_TASK INSTRUCTIONS:_
Among the entries below, extract exactly the lines that run from the one with "names, rename errors)" through the one with "before the extension;", both ends included.

_TASK INPUTS:_
//! Rename output: give each image a filename derived from its prompt.
//!
//! Renames happen in place, within each image's own directory. There is no
//! manifest of original-to-new names.

use std::path::{Path, PathBuf};

use crate::error::PipelineError;
use crate::pipeline::BatchResults;

use super::sanitize_for_filename;

/// Upper bound on the collision suffix search. Exhausting it fails that
/// single file, not the batch.
const MAX_COLLISION_ATTEMPTS: usize = 1000;

/// Counts of what the rename pass did.
#[derive(Debug, Default, PartialEq, Eq)]
pub struct RenameReport {
    /// Files renamed to their sanitized prompt
    pub renamed: usize,
    /// Files left untouched (failed entries, empty names, rename errors)
    pub skipped: usize,
}

/// Rename every successful entry to its sanitized prompt.
///
/// Collisions are resolved by appending `_1`, `_2`, … before the extension;
/// the original extension is always preserved. Failed entries, prompts that
/// sanitize to nothing, and per-file rename errors are skipped with a
/// warning and counted; they never abort the pass.
pub fn rename_all(results: &BatchResults, max_len: usize) -> RenameReport {
    let mut report = RenameReport::default();

    for entry in results {
        let prompt = match &entry.outcome {
            Ok(p) => p,
            Err(e) => {
                tracing::warn!("Skipping rename of {:?}: {e}", entry.path);
                report.skipped += 1;
                continue;
            }
        };

        let name = sanitize_for_filename(prompt, max_len);
        if name.is_empty() {
            tracing::warn!(
                "Skipping rename of {:?}: prompt sanitized to an empty name",
                entry.path
            );
            report.skipped += 1;
            continue;
        }

        match rename_one(&entry.path, &name) {
            Ok(target) => {
                tracing::debug!("Renamed {:?} -> {:?}", entry.path, target);
                report.renamed += 1;
            }
            Err(e) => {
                tracing::warn!("{e}");
                report.skipped += 1;
            }
        }
    }

    report
}

/// Rename a single file to `name`, resolving collisions by suffixing.
fn rename_one(source: &Path, name: &str) -> Result<PathBuf, PipelineError> {
    let dir = source.parent().unwrap_or_else(|| Path::new("."));
    let ext = source
        .extension()
        .and_then(|e| e.to_str())
        .map(|e| format!(".{e}"))
        .unwrap_or_default();

    let target = dir.join(format!("{name}{ext}"));
    if target == source {
        // Already carries the prompt name.
        return Ok(target);
    }

    let target = if target.exists() {
        free_suffixed_target(dir, name, &ext).ok_or_else(|| PipelineError::Rename {
            path: source.to_path_buf(),
            message: format!("No free name after {MAX_COLLISION_ATTEMPTS} suffix attempts"),
        })?
    } else {
        target
    };

    std::fs::rename(source, &target).map_err(|e| PipelineError::Rename {
        path: source.to_path_buf(),
        message: e.to_string(),
    })?;
    Ok(target)
}

/// Find the first free `{name}_{i}{ext}` in `dir`.
fn free_suffixed_target(dir: &Path, name: &str, ext: &str) -> Option<PathBuf> {
    (1..=MAX_COLLISION_ATTEMPTS)
        .map(|i| dir.join(format!("{name}_{i}{ext}")))
        .find(|candidate| !candidate.exists())
}

#[cfg(test)]
mod tests {
    use super::*;
    use crate::pipeline::BatchEntry;

    fn entry(path: &Path, outcome: Result<&str, &str>) -> BatchEntry {
        BatchEntry {
            path: path.to_path_buf(),
            file_name: path
                .file_name()
                .map(|n| n.to_string_lossy().into_owned())
                .unwrap_or_default(),
            outcome: outcome.map(String::from).map_err(|m| {
                PipelineError::Caption {
                    path: path.to_path_buf(),
                    message: m.to_string(),
                }
            }),
        }
    }

    fn touch(path: &Path) {
        std::fs::write(path, b"x").unwrap();
    }

    #[test]
    fn test_rename_to_sanitized_prompt() {
        let dir = tempfile::tempdir().unwrap();
        let src = dir.path().join("img001.jpg");
        touch(&src);

        let mut results = BatchResults::default();
        results.push(entry(&src, Ok("a red fox in snow")));

        let report = rename_all(&results, 128);
        assert_eq!(report, RenameReport { renamed: 1, skipped: 0 });
        assert!(dir.path().join("a red fox in snow.jpg").exists());
        assert!(!src.exists());
    }

    #[test]
    fn test_collision_suffixes_in_order() {
        let dir = tempfile::tempdir().unwrap();
        let sources: Vec<_> = (0..3)
            .map(|i| {
                let p = dir.path().join(format!("src{i}.jpg"));
                touch(&p);
                p
            })
            .collect();

        let mut results = BatchResults::default();
        for src in &sources {
            results.push(entry(src, Ok("same prompt")));
        }

        let report = rename_all(&results, 128);
        assert_eq!(report.renamed, 3);
        // First keeps the unsuffixed base; later ones get _1, _2.
        assert!(dir.path().join("same prompt.jpg").exists());
        assert!(dir.path().join("same prompt_1.jpg").exists());
        assert!(dir.path().join("same prompt_2.jpg").exists());
    }

    #[test]
    fn test_extension_preserved() {
        let dir = tempfile::tempdir().unwrap();
        let src = dir.path().join("photo.WEBP");
        touch(&src);

        let mut results = BatchResults::default();
        results.push(entry(&src, Ok("sunset")));

        rename_all(&results, 128);
        assert!(dir.path().join("sunset.WEBP").exists());
    }

    #[test]
    fn test_error_entries_skipped() {
        let dir = tempfile::tempdir().unwrap();
        let src = dir.path().join("bad.jpg");
        touch(&src);

        let mut results = BatchResults::default();
        results.push(entry(&src, Err("decode failed")));

        let report = rename_all(&results, 128);
        assert_eq!(report, RenameReport { renamed: 0, skipped: 1 });
        assert!(src.exists());
    }

    #[test]
    fn test_empty_sanitized_name_skipped() {
        let dir = tempfile::tempdir().unwrap();
        let src = dir.path().join("odd.png");
        touch(&src);

        let mut results = BatchResults::default();
        results.push(entry(&src, Ok("#$%^&*")));

        let report = rename_all(&results, 128);
        assert_eq!(report, RenameReport { renamed: 0, skipped: 1 });
        assert!(src.exists());
    }

    #[test]
    fn test_missing_source_is_per_file_failure() {
        let dir = tempfile::tempdir().unwrap();
        let gone = dir.path().join("gone.jpg");
        let live = dir.path().join("live.jpg");
        touch(&live);

        let mut results = BatchResults::default();
        results.push(entry(&gone, Ok("ghost")));
        results.push(entry(&live, Ok("still here")));

        let report = rename_all(&results, 128);
        assert_eq!(report, RenameReport { renamed: 1, skipped: 1 });
        assert!(dir.path().join("still here.jpg").exists());
    }

    #[test]
    fn test_already_named_file_untouched() {
        let dir = tempfile::tempdir().unwrap();
        let src = dir.path().join("sunset.jpg");
        touch(&src);

        let mut results = BatchResults::default();
        results.push(entry(&src, Ok("sunset")));

        let report = rename_all(&results, 128);
        assert_eq!(report.renamed, 1);
        assert!(src.exists());
        assert!(!dir.path().join("sunset_1.jpg").exists());
    }

    #[test]
    fn test_long_prompt_truncated_name() {
        let dir = tempfile::tempdir().unwrap();
        let src = dir.path().join("img.png");
        touch(&src);

        let mut results = BatchResults::default();
        results.push(entry(&src, Ok("w".repeat(500).as_str())));

        rename_all(&results, 32);
        let expected = format!("{}.png", "w".repeat(28));
        assert!(dir.path().join(expected).exists());
    }
}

_EXERCISE SOLUTION:_
    /// Files left untouched (failed entries, empty names, rename errors)
    pub skipped: usize,
}

/// Rename every successful entry to its sanitized prompt.
///
/// Collisions are resolved by appending `_1`, `_2`, … before the extension;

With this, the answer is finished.